Chapitre 5

Ecrit par Auby88

Madame Claire AMOUSSOU


Nous sommes dans une grande clinique privée de Cotonou. J'ai préféré avoir l'avis d'un deuxième spécialiste sur le cas de ma fille.

Au final, elle est paralysée des mains et des pieds, mais rien n'est définitif. Intérieurement, je prie.


Aurore est là derrière cette porte, tandis que moi je suis dans le hall. J'ai dû sortir précipitamment tellement ses cris et son désarroi étaient poignants. Elle était si déboussolée, si choquée par la nouvelle de sa paralysie que ma présence et mes mots n'ont fait que la pertuber, augmenter ses crises.

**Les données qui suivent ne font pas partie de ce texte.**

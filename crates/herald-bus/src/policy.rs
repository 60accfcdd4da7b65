//! Decision table: which senders receive which notification types.
//!
//! A [`Policy`] is an immutable snapshot built from one generation of the
//! [`Registry`](crate::registry::Registry). The only state that changes after
//! construction is the per-concrete-type decision cache, which is a
//! concurrent map so dispatching threads can populate it without locking.
//! Racing writers always compute the same boolean for a given type.

use std::collections::{HashMap, HashSet};
use std::sync::Arc;

use dashmap::DashMap;
use tracing::{debug, trace};

use herald_core::{Notification, TypeCatalog, TypeTag};

use crate::sender::Sender;

/// Immutable decision table plus its lazily-filled enablement cache.
#[derive(Debug)]
pub struct Policy {
    catalog: Arc<TypeCatalog>,
    generation: u64,
    event_to_senders: HashMap<TypeTag, Vec<Arc<Sender>>>,
    disabled_events: Vec<TypeTag>,
    known_events: DashMap<TypeTag, bool>,
}

/// True iff `tag` equals or derives from some entry of `disabled`.
fn is_disabled<'a>(
    catalog: &TypeCatalog,
    disabled: impl IntoIterator<Item = &'a TypeTag>,
    tag: TypeTag,
) -> bool {
    disabled
        .into_iter()
        .any(|entry| catalog.is_assignable(*entry, tag))
}

impl Policy {
    /// Build the table.
    ///
    /// For every sender, for every bound interface that is not disabled and
    /// that the sender's listener implements, for every event bound to that
    /// interface that is not disabled, the sender is added under the event.
    pub fn new(
        catalog: Arc<TypeCatalog>,
        generation: u64,
        interface_to_events: &HashMap<TypeTag, HashSet<TypeTag>>,
        senders: &[Arc<Sender>],
        disabled_interfaces: &HashSet<TypeTag>,
        disabled_events: &HashSet<TypeTag>,
    ) -> Self {
        let mut event_to_senders: HashMap<TypeTag, Vec<Arc<Sender>>> = HashMap::new();

        for sender in senders {
            let listener_type = sender.listener_type();
            for (iface, events) in interface_to_events {
                if is_disabled(&catalog, disabled_interfaces, *iface) {
                    continue;
                }
                if !catalog.is_assignable(*iface, listener_type) {
                    continue;
                }
                for event in events {
                    if is_disabled(&catalog, disabled_events, *event) {
                        continue;
                    }
                    let entry = event_to_senders.entry(*event).or_default();
                    if !entry.iter().any(|s| Arc::ptr_eq(s, sender)) {
                        entry.push(sender.clone());
                    }
                }
            }
        }

        debug!(
            generation,
            event_type_count = event_to_senders.len(),
            sender_count = event_to_senders.values().map(Vec::len).sum::<usize>(),
            "Decision table built"
        );

        Self {
            catalog,
            generation,
            event_to_senders,
            disabled_events: disabled_events.iter().copied().collect(),
            known_events: DashMap::new(),
        }
    }

    /// Registry generation this table was built from.
    pub fn generation(&self) -> u64 {
        self.generation
    }

    /// Event types that have at least one sender.
    pub fn event_types(&self) -> impl Iterator<Item = TypeTag> + '_ {
        self.event_to_senders.keys().copied()
    }

    /// Senders registered directly under `event`.
    pub fn senders_for(&self, event: TypeTag) -> &[Arc<Sender>] {
        self.event_to_senders
            .get(&event)
            .map(Vec::as_slice)
            .unwrap_or(&[])
    }

    fn type_disabled(&self, tag: TypeTag) -> bool {
        is_disabled(&self.catalog, &self.disabled_events, tag)
    }

    /// Deliver `notification` to every interested sender.
    ///
    /// A cached `false` for the concrete type skips the scan entirely; an
    /// unknown or `true` type scans every event key. Each sender is invoked
    /// at most once even when it sits under several matching keys. Returns
    /// the number of listeners invoked.
    pub fn dispatch(&self, notification: &Notification) -> usize {
        let concrete = notification.type_tag;
        if self.known_events.get(&concrete).map(|e| *e) == Some(false) {
            trace!(notification_id = %notification.id, "No senders for notification type (cached)");
            return 0;
        }

        let mut found = false;
        let mut visited: Vec<&Arc<Sender>> = Vec::new();
        let mut invoked = 0;

        if !self.type_disabled(concrete) {
            for (event, senders) in &self.event_to_senders {
                if !self.catalog.is_assignable(*event, concrete) {
                    continue;
                }
                found = true;
                for sender in senders {
                    if visited.iter().any(|s| Arc::ptr_eq(s, sender)) {
                        continue;
                    }
                    visited.push(sender);
                    if sender.dispatch(notification) {
                        invoked += 1;
                    }
                }
            }
        }

        self.known_events.insert(concrete, found);
        trace!(
            notification_id = %notification.id,
            event_type = %self.catalog.describe(concrete),
            enabled = found,
            invoked,
            "Notification dispatched"
        );
        invoked
    }

    /// Whether any sender is interested in `tag` or one of its supertypes.
    pub fn is_enabled(&self, tag: TypeTag) -> bool {
        if let Some(known) = self.known_events.get(&tag).map(|e| *e) {
            return known;
        }

        let enabled = !self.type_disabled(tag)
            && self
                .event_to_senders
                .keys()
                .any(|event| self.catalog.is_assignable(*event, tag));
        self.known_events.insert(tag, enabled);
        enabled
    }

    /// Number of concrete types with a cached decision.
    pub fn cached_decisions(&self) -> usize {
        self.known_events.len()
    }
}
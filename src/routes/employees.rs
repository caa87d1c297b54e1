use actix_web::{HttpResponse, Responder, delete, get, post, put, web};

use crate::domain::auth::AuthenticatedEmployee;
use crate::forms::employees::{AddEmployeeForm, EditEmployeeForm, ResetPasswordForm};
use crate::repository::DieselRepository;
use crate::routes::error_response;
use crate::services::employees::{
    EmployeeQuery, create_employee, load_employee, load_employees, modify_employee,
    remove_employee, reset_employee_password,
};

#[get("/employees")]
pub async fn show_employees(
    params: web::Query<EmployeeQuery>,
    user: AuthenticatedEmployee,
    repo: web::Data<DieselRepository>,
) -> impl Responder {
    match load_employees(repo.get_ref(), &user, params.into_inner()) {
        Ok(employees) => HttpResponse::Ok().json(employees),
        Err(err) => error_response(err, "list employees"),
    }
}

#[post("/employees")]
pub async fn add_employee(
    user: AuthenticatedEmployee,
    repo: web::Data<DieselRepository>,
    form: web::Json<AddEmployeeForm>,
) -> impl Responder {
    match create_employee(repo.get_ref(), &user, form.into_inner()) {
        Ok(employee) => HttpResponse::Created().json(employee),
        Err(err) => error_response(err, "create employee"),
    }
}

#[get("/employees/{employee_id}")]
pub async fn show_employee(
    path: web::Path<i32>,
    user: AuthenticatedEmployee,
    repo: web::Data<DieselRepository>,
) -> impl Responder {
    let employee_id = path.into_inner();

    match load_employee(repo.get_ref(), &user, employee_id) {
        Ok(employee) => HttpResponse::Ok().json(employee),
        Err(err) => error_response(err, &format!("load employee {employee_id}")),
    }
}

#[put("/employees/{employee_id}")]
pub async fn edit_employee(
    path: web::Path<i32>,
    user: AuthenticatedEmployee,
    repo: web::Data<DieselRepository>,
    form: web::Json<EditEmployeeForm>,
) -> impl Responder {
    let employee_id = path.into_inner();

    match modify_employee(repo.get_ref(), &user, employee_id, form.into_inner()) {
        Ok(employee) => HttpResponse::Ok().json(employee),
        Err(err) => error_response(err, &format!("modify employee {employee_id}")),
    }
}

#[post("/employees/{employee_id}/password")]
pub async fn reset_password(
    path: web::Path<i32>,
    user: AuthenticatedEmployee,
    repo: web::Data<DieselRepository>,
    form: web::Json<ResetPasswordForm>,
) -> impl Responder {
    let employee_id = path.into_inner();

    match reset_employee_password(repo.get_ref(), &user, employee_id, form.into_inner()) {
        Ok(()) => HttpResponse::NoContent().finish(),
        Err(err) => error_response(err, &format!("reset password of employee {employee_id}")),
    }
}

#[delete("/employees/{employee_id}")]
pub async fn delete_employee(
    path: web::Path<i32>,
    user: AuthenticatedEmployee,
    repo: web::Data<DieselRepository>,
) -> impl Responder {
    let employee_id = path.into_inner();

    match remove_employee(repo.get_ref(), &user, employee_id) {
        Ok(()) => HttpResponse::NoContent().finish(),
        Err(err) => error_response(err, &format!("delete employee {employee_id}")),
    }
}
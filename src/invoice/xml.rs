use tera::{Context, Tera};

use crate::invoice::{InvoiceDocument, InvoiceError};

/// Name under which the invoice template is registered in [`Tera`].
pub const INVOICE_TEMPLATE: &str = "invoice.xml";

/// Render the XML intermediate of an invoice.
pub fn render_xml(tera: &Tera, document: &InvoiceDocument) -> Result<String, InvoiceError> {
    let context = Context::from_serialize(document)?;
    Ok(tera.render(INVOICE_TEMPLATE, &context)?)
}
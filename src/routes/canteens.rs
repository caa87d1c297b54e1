use actix_web::{HttpResponse, Responder, delete, get, post, put, web};

use crate::domain::auth::AuthenticatedEmployee;
use crate::forms::canteens::{AddCanteenForm, EditCanteenForm};
use crate::repository::DieselRepository;
use crate::routes::error_response;
use crate::services::canteens::{
    CanteenQuery, create_canteen, load_canteen, load_canteens, modify_canteen, remove_canteen,
};

#[get("/canteens")]
pub async fn show_canteens(
    params: web::Query<CanteenQuery>,
    user: AuthenticatedEmployee,
    repo: web::Data<DieselRepository>,
) -> impl Responder {
    match load_canteens(repo.get_ref(), &user, params.into_inner()) {
        Ok(canteens) => HttpResponse::Ok().json(canteens),
        Err(err) => error_response(err, "list canteens"),
    }
}

#[post("/canteens")]
pub async fn add_canteen(
    user: AuthenticatedEmployee,
    repo: web::Data<DieselRepository>,
    form: web::Json<AddCanteenForm>,
) -> impl Responder {
    match create_canteen(repo.get_ref(), &user, form.into_inner()) {
        Ok(canteen) => HttpResponse::Created().json(canteen),
        Err(err) => error_response(err, "create canteen"),
    }
}

#[get("/canteens/{canteen_id}")]
pub async fn show_canteen(
    path: web::Path<i32>,
    user: AuthenticatedEmployee,
    repo: web::Data<DieselRepository>,
) -> impl Responder {
    let canteen_id = path.into_inner();

    match load_canteen(repo.get_ref(), &user, canteen_id) {
        Ok(canteen) => HttpResponse::Ok().json(canteen),
        Err(err) => error_response(err, &format!("load canteen {canteen_id}")),
    }
}

#[put("/canteens/{canteen_id}")]
pub async fn edit_canteen(
    path: web::Path<i32>,
    user: AuthenticatedEmployee,
    repo: web::Data<DieselRepository>,
    form: web::Json<EditCanteenForm>,
) -> impl Responder {
    let canteen_id = path.into_inner();

    match modify_canteen(repo.get_ref(), &user, canteen_id, form.into_inner()) {
        Ok(canteen) => HttpResponse::Ok().json(canteen),
        Err(err) => error_response(err, &format!("modify canteen {canteen_id}")),
    }
}

#[delete("/canteens/{canteen_id}")]
pub async fn delete_canteen(
    path: web::Path<i32>,
    user: AuthenticatedEmployee,
    repo: web::Data<DieselRepository>,
) -> impl Responder {
    let canteen_id = path.into_inner();

    match remove_canteen(repo.get_ref(), &user, canteen_id) {
        Ok(()) => HttpResponse::NoContent().finish(),
        Err(err) => error_response(err, &format!("delete canteen {canteen_id}")),
    }
}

Les infirmières ont dû lui administrer un tranquillisant pour qu'elle se calme. Actuellement, elle dort. Pourtant depuis ces trois jours qu'elle était dans le coma, j'attendais avec impatience que ma fille se réveille.

(Soupir​)


Avec tout cela, je n'ai pas encore osé lui parler du décès de Bella. Elle a demandé à la voir, mais j'ai préféré lui donner la première excuse bidon qui m'est passée par la tête. Je ne m'en rappelle même pas. En tout cas, elle semble y avoir cru.

Bella a été inhumée hier dans l'intimité familiale. Si l'enterrement s'est si vite fait, c'est en raison des multiples lésions que son corps a subi. J'ai entendu dire qu'elle était méconnaissable, complètement défigurée. Au moins, elle n'a pas souffert parce qu'elle était déjà endormie au moment du choc. En tout cas, c'est ce que j'espère.


Malheureusement, avec l'état d'Aurore, je n'ai pas pu assister à l'enterrement, je n'ai pas pu présenter mes condoléances à Suzanne.

De toutes façons, Suzanne n'aurait pas toléré ma présence. Elle crie à tous vents que c'est ma fille qui est responsable de la mort de la sienne ; ce qui n'est pas faux même si Aurore n'avait pas l'intention de tuer Bella.

(Soupir)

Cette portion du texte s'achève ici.